* EXERCISE DESCRIPTION
Your answer must be an exact copy of all the entries.
*** Opening EXTRACTED RECORDS ***
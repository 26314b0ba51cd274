//! OS signal handling.
//!
//! # Design Decisions
//! - Uses Tokio's signal handling (async-safe)
//! - SIGTERM and Ctrl+C both mean graceful shutdown

/// Resolve when the process is asked to stop.
pub async fn wait_for_signal() {
    let ctrl_c = async {
        if let Err(e) = tokio::signal::ctrl_c().await {
            tracing::error!(error = %e, "Failed to listen for Ctrl+C");
            std::future::pending::<()>().await;
        }
    };

    #[cfg(unix)]
    let terminate = async {
        use tokio::signal::unix::{signal, SignalKind};
        match signal(SignalKind::terminate()) {
            Ok(mut stream) => {
                stream.recv().await;
            }
            Err(e) => {
                tracing::error!(error = %e, "Failed to listen for SIGTERM");
                std::future::pending::<()>().await;
            }
        }
    };

    #[cfg(not(unix))]
    let terminate = std::future::pending::<()>();

    tokio::select! {
        _ = ctrl_c => tracing::info!(signal = "SIGINT", "Signal received"),
        _ = terminate => tracing::info!(signal = "SIGTERM", "Signal received"),
    }
}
*** Closing EXTRACTED RECORDS ***
* RESULT OF THE EXERCISE
repository 26314b0ba51cd274
//! OS signal handling.
//!
//! # Design Decisions
//! - Uses Tokio's signal handling (async-safe)
//! - SIGTERM and Ctrl+C both mean graceful shutdown

/// Resolve when the process is asked to stop.
pub async fn wait_for_signal() {
    let ctrl_c = async {
        if let Err(e) = tokio::signal::ctrl_c().await {
            tracing::error!(error = %e, "Failed to listen for Ctrl+C");
            std::future::pending::<()>().await;
        }
    };

    #[cfg(unix)]
    let terminate = async {
        use tokio::signal::unix::{signal, SignalKind};
        match signal(SignalKind::terminate()) {
            Ok(mut stream) => {
                stream.recv().await;
            }
            Err(e) => {
                tracing::error!(error = %e, "Failed to listen for SIGTERM");
                std::future::pending::<()>().await;
            }
        }
    };

    #[cfg(not(unix))]
    let terminate = std::future::pending::<()>();

    tokio::select! {
        _ = ctrl_c => tracing::info!(signal = "SIGINT", "Signal received"),
        _ = terminate => tracing::info!(signal = "SIGTERM", "Signal received"),
    }
}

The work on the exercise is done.